### Available data

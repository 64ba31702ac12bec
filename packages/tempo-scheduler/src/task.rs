use crate::heap::HeapNode;
use crate::priority::Priority;
use std::cell::{Cell, RefCell};
use std::fmt;
use std::rc::Rc;

/// The unit of work run by the scheduler. The flag tells the callback whether
/// its task had already expired when it was invoked.
pub type TaskCallback = Box<dyn FnOnce(bool) -> Continuation>;

/// What a task callback reports back to the work loop.
pub enum Continuation {
    /// The task is finished and leaves the ready queue.
    Done,
    /// The task has more work. The callback is stored and invoked again on a
    /// later loop iteration without the task leaving the ready queue.
    Continue(TaskCallback),
}

impl Continuation {
    pub fn then<F>(callback: F) -> Self
    where
        F: FnOnce(bool) -> Continuation + 'static,
    {
        Continuation::Continue(Box::new(callback))
    }

    pub fn is_done(&self) -> bool {
        matches!(self, Continuation::Done)
    }
}

impl fmt::Debug for Continuation {
    fn fmt(&self, f: &mut fmt::Formatter<'_>) -> fmt::Result {
        match self {
            Continuation::Done => f.write_str("Done"),
            Continuation::Continue(_) => f.write_str("Continue(..)"),
        }
    }
}

pub(crate) struct Task {
    id: u64,
    priority: Priority,
    start_time: f64,
    expiration_time: f64,
    sort_index: Cell<f64>,
    callback: RefCell<Option<TaskCallback>>,
    cancelled: Cell<bool>,
}

/// Shared handle to a scheduled task, used for cancellation and inspection.
#[derive(Clone)]
pub struct TaskHandle(Rc<Task>);

impl TaskHandle {
    pub(crate) fn new(
        id: u64,
        priority: Priority,
        start_time: f64,
        callback: TaskCallback,
    ) -> Self {
        let expiration_time = priority.expiration_time(start_time);
        Self(Rc::new(Task {
            id,
            priority,
            start_time,
            expiration_time,
            sort_index: Cell::new(-1.0),
            callback: RefCell::new(Some(callback)),
            cancelled: Cell::new(false),
        }))
    }

    pub fn id(&self) -> u64 {
        self.0.id
    }

    pub fn priority(&self) -> Priority {
        self.0.priority
    }

    pub fn start_time(&self) -> f64 {
        self.0.start_time
    }

    pub fn expiration_time(&self) -> f64 {
        self.0.expiration_time
    }

    /// `start_time` while the task is delayed, `expiration_time` once it is
    /// in the ready queue.
    pub fn sort_index(&self) -> f64 {
        self.0.sort_index.get()
    }

    pub fn is_cancelled(&self) -> bool {
        self.0.cancelled.get()
    }

    /// False once the task was cancelled, finished, or while its callback is
    /// executing.
    pub fn has_callback(&self) -> bool {
        self.0.callback.borrow().is_some()
    }

    pub fn ptr_eq(&self, other: &TaskHandle) -> bool {
        Rc::ptr_eq(&self.0, &other.0)
    }

    pub(crate) fn set_sort_index(&self, sort_index: f64) {
        self.0.sort_index.set(sort_index);
    }

    pub(crate) fn take_callback(&self) -> Option<TaskCallback> {
        self.0.callback.borrow_mut().take()
    }

    pub(crate) fn set_callback(&self, callback: TaskCallback) {
        *self.0.callback.borrow_mut() = Some(callback);
    }

    /// Drops the stored callback. The heap node stays where it is until the
    /// work loop reaches it.
    pub(crate) fn cancel(&self) {
        self.0.cancelled.set(true);
        // Dropping the callback may drop captured state that reschedules;
        // release the borrow first.
        let callback = self.0.callback.borrow_mut().take();
        drop(callback);
    }
}

impl HeapNode for TaskHandle {
    fn sort_index(&self) -> f64 {
        self.0.sort_index.get()
    }

    fn id(&self) -> u64 {
        self.0.id
    }
}

impl fmt::Debug for TaskHandle {
    fn fmt(&self, f: &mut fmt::Formatter<'_>) -> fmt::Result {
        f.debug_struct("TaskHandle")
            .field("id", &self.0.id)
            .field("priority", &self.0.priority)
            .field("start_time", &self.0.start_time)
            .field("expiration_time", &self.0.expiration_time)
            .field("sort_index", &self.0.sort_index.get())
            .field("cancelled", &self.0.cancelled.get())
            .finish()
    }
}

### Your instructions
The first line of the data, the line with "pub enum Continuation", and all lines in between are to be copied exactly. Leave out everything else.

### Exercise answer
repository 64ba31702ac12bec
filename packages/tempo-scheduler/src/task.rs
use crate::heap::HeapNode;
use crate::priority::Priority;
use std::cell::{Cell, RefCell};
use std::fmt;
use std::rc::Rc;

/// The unit of work run by the scheduler. The flag tells the callback whether
/// its task had already expired when it was invoked.
pub type TaskCallback = Box<dyn FnOnce(bool) -> Continuation>;

/// What a task callback reports back to the work loop.
pub enum Continuation {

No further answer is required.